Look at the evidence: pretty much every pub in Bradford on Avon is dog-friendly, and most of the cafés and restaurants too. There are dog clubs, dog walking services, dog boarding establishments, doggy day care, poop-scoop areas (although I have to ask: what is going on with those black bags hanging in trees?) and places to attach leads. I searched online for “bradford on avon” “dog sitting” and it returned 3,980 results in 0.62 seconds – and our broadband is really slow. There’s no doubt, this place is dog heaven.
And surely the centre of dog operations is the wonderfully impressive Doghouse in the middle of town. This is obviously Dog Council HQ, the hub, the nerve-centre. Those clever canines distract their owners with coffee, cake and a shop full of useful accessories, and make their dog decisions and issue their dog orders while they are being professionally washed, groomed and nail-clipped. I wonder if, now that I’ve gone public, my name will appear on their agenda?

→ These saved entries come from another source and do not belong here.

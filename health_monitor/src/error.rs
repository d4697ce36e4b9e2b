//! Application error types and handling

use axum::{
    http::StatusCode,
    response::{IntoResponse, Response},
    Json,
};
use serde_json::json;
use thiserror::Error;

pub type Result<T> = std::result::Result<T, MonitorError>;

#[derive(Error, Debug)]
pub enum MonitorError {
    #[error("Validation error: {0}")]
    Validation(String),

    #[error("Unknown resource type: {0}")]
    UnknownKind(String),

    #[error("IO error: {0}")]
    IoError(#[from] std::io::Error),

    #[error(transparent)]
    Other(#[from] anyhow::Error),
}

impl From<validator::ValidationErrors> for MonitorError {
    fn from(errors: validator::ValidationErrors) -> Self {
        MonitorError::Validation(format!("resource with empty values: {}", errors))
    }
}

impl IntoResponse for MonitorError {
    fn into_response(self) -> Response {
        let (status, error_message) = match self {
            MonitorError::Validation(msg) => (StatusCode::BAD_REQUEST, msg),
            MonitorError::UnknownKind(kind) => {
                (StatusCode::BAD_REQUEST, format!("Unknown resource type: {}", kind))
            }
            MonitorError::IoError(err) => {
                tracing::error!("IO error: {:?}", err);
                (StatusCode::INTERNAL_SERVER_ERROR, "Internal server error".to_string())
            }
            MonitorError::Other(err) => {
                tracing::error!("Unexpected error: {:?}", err);
                (StatusCode::INTERNAL_SERVER_ERROR, "Internal server error".to_string())
            }
        };

        let body = Json(json!({
            "error": error_message,
            "status": status.as_u16(),
        }));

        (status, body).into_response()
    }
}

/// Failures that abort a whole check. Each one is reported to the caller as a
/// structured `ServerResponse`, never propagated as an error.
#[derive(Error, Debug, Clone, PartialEq, Eq)]
pub enum CheckError {
    #[error("Nothing to check")]
    NothingToCheck,

    #[error("Timed out while checking resources")]
    Timeout,

    #[error("Generic error: {0}")]
    Generic(String),
}

impl CheckError {
    pub fn status(&self) -> u16 {
        match self {
            CheckError::NothingToCheck => 500,
            CheckError::Timeout => 503,
            CheckError::Generic(_) => 500,
        }
    }

    pub fn message(&self) -> &'static str {
        match self {
            CheckError::NothingToCheck => "Nothing to check",
            CheckError::Timeout => "Timed out while checking resources",
            CheckError::Generic(_) => "Generic error",
        }
    }
}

So it’s out there: the dogs are in charge and I can only be thankful that Scamp isn’t here because he definitely wasn’t cut out for high office. Who knows what decisions he would have made – he would have unleashed (pun intended) dog anarchy onto the streets of Bradford on Avon.
It is strange the things that Sally and I talk about, now that the nights are light we can’t see the stars on our evening walks.